O Brasil fundiário dá lugar ao Brasil metropolitano. Mais de dez por cento de todo o dinheiro que circula no território nacional faz trajeto na cidade de São Paulo e vinte e cinco por cento do PIB se aloja na economia das capitais. Vencido está o tempo dos coronéis, quando tudo se fazia à luz de seus desejos, do batismo ao casamento. E terra não havia que a vista pudesse alcançar, tudo de um só dono, filho de fulano e neto de beltrano. As terras tupiniquins eram glebas herdadas.
Hoje há um novo senhor, o dinheiro, que se mede em volume e os novos coronéis têm muito alqueire de pecúnia e ao invés de casa grande têm bancos. É fato e as grandes cidades fomentam diferenças, outras tantas, senão as do passado que dividiam em dois os desiguais: donos e servos. Agora há mais camadas sociais, mas análises nuas de ciência outras se identificam além de rica, média e pobre.

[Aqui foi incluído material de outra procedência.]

//! OCR document model: words, tokens, the page and the sparse token grid.
//!
//! The grid is keyed first by an x-bucket then by a y-bucket. Those keys only
//! define a deterministic scan order; pixel geometry always comes from the
//! token bounding boxes.

use crate::error::{Error, Result};
use crate::geometry::{BoundingBox, Point};
use serde::{Deserialize, Serialize};
use std::collections::BTreeMap;

/// A single recognized word inside a token.
#[derive(Debug, Clone, PartialEq, Serialize, Deserialize)]
pub struct Word {
    /// Word text
    pub text: String,
    /// Bounding box of the word
    pub bounding_box: BoundingBox,
    /// Character count excluding inter-word spacing
    #[serde(default)]
    pub symbols: usize,
}

impl Word {
    /// Create a word; the symbol count is taken from the text.
    pub fn new(text: impl Into<String>, bounding_box: BoundingBox) -> Self {
        let text = text.into();
        let symbols = text.chars().filter(|c| !c.is_whitespace()).count();
        Self {
            text,
            bounding_box,
            symbols,
        }
    }
}

/// An OCR-recognized line or paragraph with its bounding box.
#[derive(Debug, Clone, PartialEq, Serialize, Deserialize)]
pub struct Token {
    /// Recognized text
    pub text: String,
    /// Bounding box of the whole token
    pub bounding_box: BoundingBox,
    /// Words making up the token, in reading order
    #[serde(default)]
    pub words: Vec<Word>,
}

impl Token {
    /// Create a token without word annotations.
    pub fn new(text: impl Into<String>, bounding_box: BoundingBox) -> Self {
        Self {
            text: text.into(),
            bounding_box,
            words: Vec::new(),
        }
    }

    /// Create a token from its words.
    ///
    /// The token box takes its left corners from the first word and its right
    /// corners from the last one; the text is the words joined by a space.
    /// Returns `None` when `words` is empty.
    ///
    /// # Examples
    ///
    /// ```
    /// use ocr_tables::document::{Token, Word};
    /// use ocr_tables::geometry::BoundingBox;
    ///
    /// let token = Token::from_words(vec![
    ///     Word::new("Unit", BoundingBox::from_coords(10.0, 0.0, 40.0, 12.0)),
    ///     Word::new("price", BoundingBox::from_coords(45.0, 1.0, 80.0, 13.0)),
    /// ])
    /// .unwrap();
    ///
    /// assert_eq!(token.text, "Unit price");
    /// assert_eq!(token.bounding_box.left(), 10.0);
    /// assert_eq!(token.bounding_box.right(), 80.0);
    /// ```
    pub fn from_words(words: Vec<Word>) -> Option<Self> {
        let first = words.first()?;
        let last = words.last()?;
        let bounding_box = BoundingBox::new(
            first.bounding_box.top_left(),
            last.bounding_box.top_right(),
            last.bounding_box.bottom_right(),
            first.bounding_box.bottom_left(),
        );
        let text = words
            .iter()
            .map(|w| w.text.as_str())
            .collect::<Vec<_>>()
            .join(" ");

        Some(Self {
            text,
            bounding_box,
            words,
        })
    }
}

/// Coordinate of a token in the document grid.
#[derive(Debug, Clone, Copy, PartialEq, Eq, Hash, PartialOrd, Ord, Serialize, Deserialize)]
pub struct GridPosition {
    /// Outer (x) bucket
    pub x: i64,
    /// Inner (y) bucket
    pub y: i64,
}

impl GridPosition {
    /// Create a new grid position.
    pub fn new(x: i64, y: i64) -> Self {
        Self { x, y }
    }
}

/// Sparse two-level grid of tokens.
///
/// Iteration is ascending on the x-bucket, then ascending on the y-bucket.
/// Scan order drives tie-breaking elsewhere, so this contract is relied upon.
#[derive(Debug, Clone, Default, PartialEq)]
pub struct DocumentGrid {
    cells: BTreeMap<i64, BTreeMap<i64, Token>>,
    len: usize,
}

impl DocumentGrid {
    /// Create an empty grid.
    pub fn new() -> Self {
        Self::default()
    }

    /// Insert a token; fails if the position is already taken.
    pub fn insert(&mut self, position: GridPosition, token: Token) -> Result<()> {
        let column = self.cells.entry(position.x).or_default();
        if column.contains_key(&position.y) {
            return Err(Error::DuplicatePosition {
                x: position.x,
                y: position.y,
            });
        }
        column.insert(position.y, token);
        self.len += 1;
        Ok(())
    }

    /// Token at a position.
    pub fn get(&self, position: GridPosition) -> Option<&Token> {
        self.cells.get(&position.x)?.get(&position.y)
    }

    /// Number of tokens in the grid.
    pub fn len(&self) -> usize {
        self.len
    }

    /// Whether the grid holds no tokens.
    pub fn is_empty(&self) -> bool {
        self.len == 0
    }

    /// Iterate tokens in scan order.
    pub fn iter(&self) -> impl Iterator<Item = (GridPosition, &Token)> + '_ {
        self.cells.iter().flat_map(|(&x, column)| {
            column
                .iter()
                .map(move |(&y, token)| (GridPosition::new(x, y), token))
        })
    }
}

/// Page dimensions in pixels.
#[derive(Debug, Clone, Copy, PartialEq, Serialize, Deserialize)]
pub struct Page {
    /// Page width
    pub width: f32,
    /// Page height
    pub height: f32,
}

impl Page {
    /// Create a new page.
    pub fn new(width: f32, height: f32) -> Self {
        Self { width, height }
    }

    /// Top-left corner of the page.
    pub fn begin(&self) -> Point {
        Point::new(0.0, 0.0)
    }

    /// Bottom-right corner of the page.
    pub fn end(&self) -> Point {
        Point::new(self.width, self.height)
    }
}

/// A token together with its grid position, as stored in document files.
#[derive(Debug, Clone, Serialize, Deserialize)]
pub struct PositionedToken {
    /// Grid position
    pub position: GridPosition,
    /// The token itself
    #[serde(flatten)]
    pub token: Token,
}

#[derive(Deserialize)]
struct DocumentFile {
    page: Page,
    #[serde(default)]
    tokens: Vec<PositionedToken>,
}

/// An OCR'd page: its dimensions and its token grid.
#[derive(Debug, Clone, PartialEq, Deserialize)]
#[serde(try_from = "DocumentFile")]
pub struct Document {
    /// Page dimensions
    pub page: Page,
    /// Token grid
    pub grid: DocumentGrid,
}

impl TryFrom<DocumentFile> for Document {
    type Error = Error;

    fn try_from(file: DocumentFile) -> Result<Self> {
        Self::from_tokens(file.page, file.tokens)
    }
}

impl Document {
    /// Create a document with an empty grid.
    pub fn new(page: Page) -> Self {
        Self {
            page,
            grid: DocumentGrid::new(),
        }
    }

    /// Build a document from positioned tokens.
    pub fn from_tokens<I>(page: Page, tokens: I) -> Result<Self>
    where
        I: IntoIterator<Item = PositionedToken>,
    {
        let mut document = Self::new(page);
        for PositionedToken { position, token } in tokens {
            document.grid.insert(position, token)?;
        }
        Ok(document)
    }

    /// Parse a document from its JSON representation.
    pub fn from_json(json: &str) -> Result<Self> {
        Ok(serde_json::from_str(json)?)
    }
}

Há, por exemplo, o desvalido. Desvalido não tem o que comer. É o extrato social onde habita a falta de piedade, a indiferença oficial. Já o pobre come. Come mal, mas come. Há os que comem farinha e rapadura. Outros tomam água suja e fazem cocô em privadas de tum. Os meninos ficam barrigudos e catarrentos; esta paisagem é nítida.
Depois tem o pobre do chão batido, o pobre que tem asseio, limpa panelas com bucha e areia e as panelas brilham. E comem feijão e arroz - sem carne - com verdura. Fazem bife de berinjela ou de retalhos. Domingo, sarapatel. Depois tem o pobre com televisão. Marido faz biscate, bebe no bar da esquina, paga por mês e é pré cirrótico. Mulher faz faxina e bate nele. Menino tem escola perto e chinelinho de dedo. Pode-se uma prestação e ir ao posto de saúde e, quando chega eleição, emprega filho adolescente.
Mora longe, pega dois ônibus e tem carnê das Casas Bahia. Sonho, DVD. Planos, ir para os Estados Unidos, pelo México, ou participar do Big Brother. Tem ainda o pobre remediado, com carro de dez anos, um Chevette limpinho. Filha mais velha fez um book e tem um vereador que vai encaminhá-la pra ser modelo. Mulher acompanha novela e adora canções de amor. Romântica, não se esquece da juventude e nos devaneios aspira Gianechinni.
- Nesta escalada, a gente vai criando um país de mesclas, um país sem cara, um país vário, desigual e ainda sujo
Acima tem outra categoria: pobre que lê Caras e sonha com o glamour. Faz dívidas demasiado e vai a shoppings. Depois vêm o quase rico, o médio rico e o novo rico, que encomenda notinhas nos jornais pré-pagos.
Nesta escalada, a gente vai criando um país de mesclas, um país sem cara, um país vário, desigual e ainda sujo, no qual os ricos se escondem, os ricos se calam com medo da periferia. Os ricos erigem muros. Os ricos alimentam os cães, fazem escova japonesa e se disfarçam, passam longe, cheirosos e profiláticos. Logo irão para Miami.
Por fim há os que vivem no limite e comem filé fim de semana. Tomam cerveja e uísque oito. Têm carro novo, mil. Saem incógnitos e pagam as contas. Uns brasileiros pés rapados, uns ninguém, todos sorridentes e felizes, cidadãos que conseguem andar pelas ruas, ir a muitos lugares e fazer amigos nos diversos nas várias categorias. Medo maior é cartão de crédito, quitado no mínimo, e o voraz cheque especial. No mais é um ser megalópico, aditivado, movido a gás carbônico. Endividado e quase extinto.